このままジト眼に晒され続けるのもイヤだったので、私は思いつく次第、スマブラメンバーを呼んでいく。
「あなたはルカリオ、ネスにリュカ、ピカチュー、ピチュー、プリン、カービィ。さっき紹介を頂いたアイスクライマーの二人。ゼルダ姫にピーチ姫、パジャマに甲冑はマルス王子とアイク団長、それからメタナイト郷、隣でクッキーほお張ってるのはデデデ大王。眠そうな顔してるのはリンクと、それからロイかな。それにクッパ大魔王、ガノンドロフ、ファルコン隊長。遊撃隊のフォックス、ファルコ、ウルフ。約一名、リビングの隅っこでダンボールに篭ってるのはスネーク。ヨットゥ、いやヨッシーとサムスは台所? 山盛りクッキーにあんまり興味なさそうなのはドンキーにディディー。何か臭いのはワリオのですか。それからピクミンだけテーブルの上にいるけど、オリマーのほうは何処でしょう。あ、ゲームアンドウォッチにはさっき手伝ってもらいました。そこで翼を弄ってるのはピット親衛隊長。あら、ロボットとかポケモントレーナーとかミュウツーが居ませんね。ソニックは叩き起こされたついで、走りにでも行ってますか。それから、マリオとルイージにはいつも乱闘でお世話になってます。マスターハンドさんにはさっき助けてもらいました。——そうだ、クレイジーハンドさんはいずこに?」
四十人余名を全員呼ぶのは、結構大変だ。でも、これで証明になったか。
顔を見合わせ、或いは怪訝そうに、或いは不思議そうに私を見る大多数の中、ガノンドロフだけは憮然とした表情で腕を組んでいた。呼び捨てで呼んだことが気に入らなかったのございますか魔王様。

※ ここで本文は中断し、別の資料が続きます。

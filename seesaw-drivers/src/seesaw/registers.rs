//! Seesaw register map
//!
//! Every register is addressed by a module base byte followed by a
//! function byte. Multi-byte values travel big-endian. Only the registers
//! this driver touches are listed.

/// Module base addresses
pub mod module {
    pub const STATUS: u8 = 0x00;
    pub const GPIO: u8 = 0x01;
    pub const NEOPIXEL: u8 = 0x0E;
}

/// Status module functions
pub mod status {
    /// Hardware ID (1 byte)
    pub const HW_ID: u8 = 0x01;
    /// Product code (high half) and date code (low half)
    pub const VERSION: u8 = 0x02;
    /// Bitmask of compiled-in modules, bit N set for module base N
    pub const OPTIONS: u8 = 0x03;
    /// Software reset, any write triggers it
    pub const SWRST: u8 = 0x7F;
}

/// GPIO module functions, all taking 32-bit pin masks
pub mod gpio {
    /// Set pins to input
    pub const DIRCLR_BULK: u8 = 0x03;
    /// Read all pin levels
    pub const BULK: u8 = 0x04;
    /// Drive pins high (selects pull-up when the pull is enabled)
    pub const BULK_SET: u8 = 0x05;
    /// Enable pull resistors
    pub const PULLENSET: u8 = 0x0B;
    /// Disable pull resistors
    pub const PULLENCLR: u8 = 0x0C;
}

/// NeoPixel module functions
pub mod neopixel {
    /// Output pin (1 byte)
    pub const PIN: u8 = 0x01;
    /// Data rate (1 byte)
    pub const SPEED: u8 = 0x02;
    /// Pixel buffer length in bytes (2 bytes)
    pub const BUF_LENGTH: u8 = 0x03;
    /// Pixel buffer: 2-byte offset followed by data
    pub const BUF: u8 = 0x04;
    /// Latch the buffer onto the LEDs
    pub const SHOW: u8 = 0x05;

    /// 800 kHz data rate
    pub const SPEED_800KHZ: u8 = 0x01;
}

/// Delay between selecting a register and reading it back, in microseconds
pub const READ_DELAY_US: u32 = 250;

/// Time the chip needs to come back after a software reset, in milliseconds
pub const RESET_DELAY_MS: u32 = 10;

/// Value written to [`status::SWRST`]
pub const RESET_MAGIC: u8 = 0xFF;

/// Maximum pixel data bytes per buffer write
pub const NEOPIXEL_CHUNK_LEN: usize = 30;

/// Chips known to run Seesaw firmware, keyed by HW_ID
#[derive(Debug, Clone, Copy, PartialEq, Eq)]
#[cfg_attr(feature = "defmt", derive(defmt::Format))]
#[repr(u8)]
pub enum HardwareId {
    Samd09 = 0x55,
    Attiny806 = 0x84,
    Attiny807 = 0x85,
    Attiny816 = 0x86,
    Attiny817 = 0x87,
    Attiny1616 = 0x88,
    Attiny1617 = 0x89,
}

impl HardwareId {
    /// Chip name
    pub const fn name(self) -> &'static str {
        match self {
            HardwareId::Samd09 => "SAMD09",
            HardwareId::Attiny806 => "ATtiny806",
            HardwareId::Attiny807 => "ATtiny807",
            HardwareId::Attiny816 => "ATtiny816",
            HardwareId::Attiny817 => "ATtiny817",
            HardwareId::Attiny1616 => "ATtiny1616",
            HardwareId::Attiny1617 => "ATtiny1617",
        }
    }
}

impl TryFrom<u8> for HardwareId {
    type Error = u8;

    fn try_from(id: u8) -> Result<Self, Self::Error> {
        match id {
            0x55 => Ok(HardwareId::Samd09),
            0x84 => Ok(HardwareId::Attiny806),
            0x85 => Ok(HardwareId::Attiny807),
            0x86 => Ok(HardwareId::Attiny816),
            0x87 => Ok(HardwareId::Attiny817),
            0x88 => Ok(HardwareId::Attiny1616),
            0x89 => Ok(HardwareId::Attiny1617),
            other => Err(other),
        }
    }
}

「認めざるを得まい。こやつは我等と違う世界に居たと」
なんだ、認めたくなかっただけか。
魔王が上げたつるの一声で、他の皆もしぶしぶといった感じながら承知してくれた。まだまだ疑問の視線は痛いけれども、それの半減した効果は大きい。ほっと安堵の溜息一つ。
To be continued...
ガノンドロフさん、ようやくまともに登場。重量級組がほとんどしゃべってない(;´・ω・)
ちなみに、小夜子の挙げたメンバーが今回出る方々全員。
多分この小説中で一番長いセリフ……。